*** Excerpted records Section Begins ***

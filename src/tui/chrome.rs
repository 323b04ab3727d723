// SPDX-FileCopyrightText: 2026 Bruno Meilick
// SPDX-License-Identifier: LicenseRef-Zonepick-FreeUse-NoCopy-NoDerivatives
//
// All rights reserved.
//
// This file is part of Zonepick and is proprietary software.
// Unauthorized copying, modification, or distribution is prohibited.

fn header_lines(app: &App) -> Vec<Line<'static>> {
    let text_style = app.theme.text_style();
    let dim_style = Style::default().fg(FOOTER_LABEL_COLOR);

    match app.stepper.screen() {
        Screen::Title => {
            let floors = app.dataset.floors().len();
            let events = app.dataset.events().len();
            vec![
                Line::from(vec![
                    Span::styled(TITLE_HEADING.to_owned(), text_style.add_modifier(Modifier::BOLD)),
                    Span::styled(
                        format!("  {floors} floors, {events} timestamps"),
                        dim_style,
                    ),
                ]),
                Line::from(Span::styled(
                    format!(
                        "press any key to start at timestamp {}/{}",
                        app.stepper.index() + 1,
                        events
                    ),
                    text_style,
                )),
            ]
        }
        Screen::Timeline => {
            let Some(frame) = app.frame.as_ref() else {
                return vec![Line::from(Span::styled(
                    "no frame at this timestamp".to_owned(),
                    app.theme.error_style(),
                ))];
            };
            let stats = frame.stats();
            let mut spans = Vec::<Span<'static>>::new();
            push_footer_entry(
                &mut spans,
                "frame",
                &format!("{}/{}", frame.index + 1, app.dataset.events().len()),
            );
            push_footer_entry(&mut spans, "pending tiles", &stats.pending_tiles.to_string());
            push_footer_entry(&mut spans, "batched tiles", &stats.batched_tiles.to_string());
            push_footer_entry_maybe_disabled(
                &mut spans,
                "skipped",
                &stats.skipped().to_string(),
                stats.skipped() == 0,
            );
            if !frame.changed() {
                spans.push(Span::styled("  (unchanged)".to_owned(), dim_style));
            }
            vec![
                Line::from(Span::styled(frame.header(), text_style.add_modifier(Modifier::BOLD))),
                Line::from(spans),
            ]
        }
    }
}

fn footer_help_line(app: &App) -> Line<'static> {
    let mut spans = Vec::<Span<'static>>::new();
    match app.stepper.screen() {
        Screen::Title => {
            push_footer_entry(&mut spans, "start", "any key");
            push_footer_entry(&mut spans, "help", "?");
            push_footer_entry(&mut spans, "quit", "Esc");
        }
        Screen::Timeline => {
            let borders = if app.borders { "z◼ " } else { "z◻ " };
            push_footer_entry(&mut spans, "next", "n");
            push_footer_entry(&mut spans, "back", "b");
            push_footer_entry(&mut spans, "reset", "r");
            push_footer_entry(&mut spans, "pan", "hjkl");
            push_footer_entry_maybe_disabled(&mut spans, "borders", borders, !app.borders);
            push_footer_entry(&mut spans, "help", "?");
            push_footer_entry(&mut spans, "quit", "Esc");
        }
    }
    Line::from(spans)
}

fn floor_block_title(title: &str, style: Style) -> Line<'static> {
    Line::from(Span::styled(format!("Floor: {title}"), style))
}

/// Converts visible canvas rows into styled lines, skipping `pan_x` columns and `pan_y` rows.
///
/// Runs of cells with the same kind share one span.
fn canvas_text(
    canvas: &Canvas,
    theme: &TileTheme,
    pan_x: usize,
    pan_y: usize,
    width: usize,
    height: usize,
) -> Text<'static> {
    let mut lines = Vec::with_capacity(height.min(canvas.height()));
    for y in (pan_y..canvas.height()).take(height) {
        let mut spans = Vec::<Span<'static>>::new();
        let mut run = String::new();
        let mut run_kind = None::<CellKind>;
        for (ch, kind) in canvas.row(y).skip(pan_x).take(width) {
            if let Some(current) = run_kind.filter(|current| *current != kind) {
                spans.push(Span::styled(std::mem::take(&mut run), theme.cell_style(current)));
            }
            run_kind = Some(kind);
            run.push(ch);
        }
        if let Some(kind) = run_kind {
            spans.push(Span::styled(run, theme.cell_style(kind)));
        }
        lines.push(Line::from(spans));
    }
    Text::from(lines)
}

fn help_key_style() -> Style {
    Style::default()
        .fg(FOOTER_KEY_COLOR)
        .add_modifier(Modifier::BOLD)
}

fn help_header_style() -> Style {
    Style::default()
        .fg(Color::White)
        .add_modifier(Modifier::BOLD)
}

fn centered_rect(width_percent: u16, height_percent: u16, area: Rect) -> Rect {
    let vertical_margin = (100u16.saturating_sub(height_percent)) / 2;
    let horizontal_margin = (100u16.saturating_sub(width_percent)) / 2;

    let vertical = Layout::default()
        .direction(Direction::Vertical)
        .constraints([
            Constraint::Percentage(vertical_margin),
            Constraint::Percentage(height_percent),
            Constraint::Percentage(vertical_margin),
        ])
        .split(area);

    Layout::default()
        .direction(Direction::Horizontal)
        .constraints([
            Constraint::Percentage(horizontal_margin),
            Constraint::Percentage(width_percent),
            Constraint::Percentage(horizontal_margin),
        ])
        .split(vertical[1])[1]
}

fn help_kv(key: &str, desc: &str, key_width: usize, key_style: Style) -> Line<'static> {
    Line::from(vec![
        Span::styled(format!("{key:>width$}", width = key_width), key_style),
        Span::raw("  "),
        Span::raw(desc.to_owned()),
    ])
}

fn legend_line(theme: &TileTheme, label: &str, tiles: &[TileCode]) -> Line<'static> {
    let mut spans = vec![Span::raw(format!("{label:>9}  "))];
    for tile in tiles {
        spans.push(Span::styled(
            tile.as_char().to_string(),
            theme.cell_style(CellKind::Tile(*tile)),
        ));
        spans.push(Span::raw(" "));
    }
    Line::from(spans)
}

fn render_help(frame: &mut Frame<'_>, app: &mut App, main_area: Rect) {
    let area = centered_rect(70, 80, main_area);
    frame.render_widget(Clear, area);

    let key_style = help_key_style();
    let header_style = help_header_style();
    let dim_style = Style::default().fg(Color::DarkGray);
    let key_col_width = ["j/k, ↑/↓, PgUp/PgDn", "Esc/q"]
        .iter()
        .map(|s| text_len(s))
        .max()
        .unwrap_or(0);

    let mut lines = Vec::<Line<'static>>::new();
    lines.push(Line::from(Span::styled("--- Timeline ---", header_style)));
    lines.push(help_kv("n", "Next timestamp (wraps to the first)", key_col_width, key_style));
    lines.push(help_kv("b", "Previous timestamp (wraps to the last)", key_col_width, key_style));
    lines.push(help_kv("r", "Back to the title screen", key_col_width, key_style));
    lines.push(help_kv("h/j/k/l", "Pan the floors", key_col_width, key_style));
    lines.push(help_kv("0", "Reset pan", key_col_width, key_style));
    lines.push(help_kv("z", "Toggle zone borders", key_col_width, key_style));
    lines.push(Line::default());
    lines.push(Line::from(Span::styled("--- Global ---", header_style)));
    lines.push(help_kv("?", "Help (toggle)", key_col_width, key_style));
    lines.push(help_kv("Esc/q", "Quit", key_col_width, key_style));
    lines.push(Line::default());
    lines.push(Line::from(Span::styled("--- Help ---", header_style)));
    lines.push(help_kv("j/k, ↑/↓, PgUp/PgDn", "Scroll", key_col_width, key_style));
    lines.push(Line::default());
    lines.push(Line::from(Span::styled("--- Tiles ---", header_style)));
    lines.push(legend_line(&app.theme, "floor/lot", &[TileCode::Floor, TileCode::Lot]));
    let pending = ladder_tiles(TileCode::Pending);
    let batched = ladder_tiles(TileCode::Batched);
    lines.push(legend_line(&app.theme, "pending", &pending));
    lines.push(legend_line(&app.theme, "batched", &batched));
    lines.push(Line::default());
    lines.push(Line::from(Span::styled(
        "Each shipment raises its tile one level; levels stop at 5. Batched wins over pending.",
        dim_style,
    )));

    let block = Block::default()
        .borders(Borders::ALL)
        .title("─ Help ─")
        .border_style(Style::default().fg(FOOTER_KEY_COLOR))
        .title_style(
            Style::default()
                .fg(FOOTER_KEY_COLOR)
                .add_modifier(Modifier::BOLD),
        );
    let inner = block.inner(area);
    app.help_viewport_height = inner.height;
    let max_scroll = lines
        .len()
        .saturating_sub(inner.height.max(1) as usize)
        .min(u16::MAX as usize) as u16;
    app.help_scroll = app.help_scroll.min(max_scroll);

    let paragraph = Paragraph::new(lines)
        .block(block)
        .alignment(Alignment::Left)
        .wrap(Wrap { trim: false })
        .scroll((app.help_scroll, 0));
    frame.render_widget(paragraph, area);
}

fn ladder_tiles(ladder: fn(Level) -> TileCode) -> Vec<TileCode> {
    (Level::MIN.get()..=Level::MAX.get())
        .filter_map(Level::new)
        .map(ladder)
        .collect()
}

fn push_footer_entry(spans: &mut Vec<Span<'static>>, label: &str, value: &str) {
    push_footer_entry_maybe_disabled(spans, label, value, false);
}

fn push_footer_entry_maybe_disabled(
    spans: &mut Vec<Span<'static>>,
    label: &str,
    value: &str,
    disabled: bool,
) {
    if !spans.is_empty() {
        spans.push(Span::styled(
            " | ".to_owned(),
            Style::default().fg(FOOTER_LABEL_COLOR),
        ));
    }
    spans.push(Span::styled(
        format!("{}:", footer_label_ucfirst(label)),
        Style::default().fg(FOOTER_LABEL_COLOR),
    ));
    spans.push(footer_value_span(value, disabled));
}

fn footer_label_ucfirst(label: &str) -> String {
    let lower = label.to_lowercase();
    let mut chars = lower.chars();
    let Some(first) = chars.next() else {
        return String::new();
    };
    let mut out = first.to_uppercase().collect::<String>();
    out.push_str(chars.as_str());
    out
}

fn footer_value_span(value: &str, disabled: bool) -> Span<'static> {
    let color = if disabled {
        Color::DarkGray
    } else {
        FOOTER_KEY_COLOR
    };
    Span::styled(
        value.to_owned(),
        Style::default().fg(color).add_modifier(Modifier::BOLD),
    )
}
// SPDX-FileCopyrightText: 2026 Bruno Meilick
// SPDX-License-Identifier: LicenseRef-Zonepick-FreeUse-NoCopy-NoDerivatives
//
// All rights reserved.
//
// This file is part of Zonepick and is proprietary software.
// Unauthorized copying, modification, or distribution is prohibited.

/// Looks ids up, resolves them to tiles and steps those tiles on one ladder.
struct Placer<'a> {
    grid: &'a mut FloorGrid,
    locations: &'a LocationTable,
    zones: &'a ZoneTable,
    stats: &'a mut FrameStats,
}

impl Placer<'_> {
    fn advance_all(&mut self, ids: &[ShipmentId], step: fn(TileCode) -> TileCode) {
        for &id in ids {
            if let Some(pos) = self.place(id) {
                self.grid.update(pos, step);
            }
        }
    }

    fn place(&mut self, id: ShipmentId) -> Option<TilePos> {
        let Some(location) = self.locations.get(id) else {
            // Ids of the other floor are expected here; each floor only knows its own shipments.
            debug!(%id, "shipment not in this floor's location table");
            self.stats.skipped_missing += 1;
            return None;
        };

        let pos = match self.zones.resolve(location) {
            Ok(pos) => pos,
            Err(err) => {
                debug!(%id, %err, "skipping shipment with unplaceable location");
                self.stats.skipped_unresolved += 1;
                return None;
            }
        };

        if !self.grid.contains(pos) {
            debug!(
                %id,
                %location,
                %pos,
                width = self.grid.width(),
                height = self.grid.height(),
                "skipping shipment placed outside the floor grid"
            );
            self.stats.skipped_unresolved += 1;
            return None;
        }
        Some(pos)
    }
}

*** Excerpted records Section Ends ***

:: Task prompt ::
Copy every line of the data where "current" is found.

:: Your solution ::
            if let Some(current) = run_kind.filter(|current| *current != kind) {
                spans.push(Span::styled(std::mem::take(&mut run), theme.cell_style(current)));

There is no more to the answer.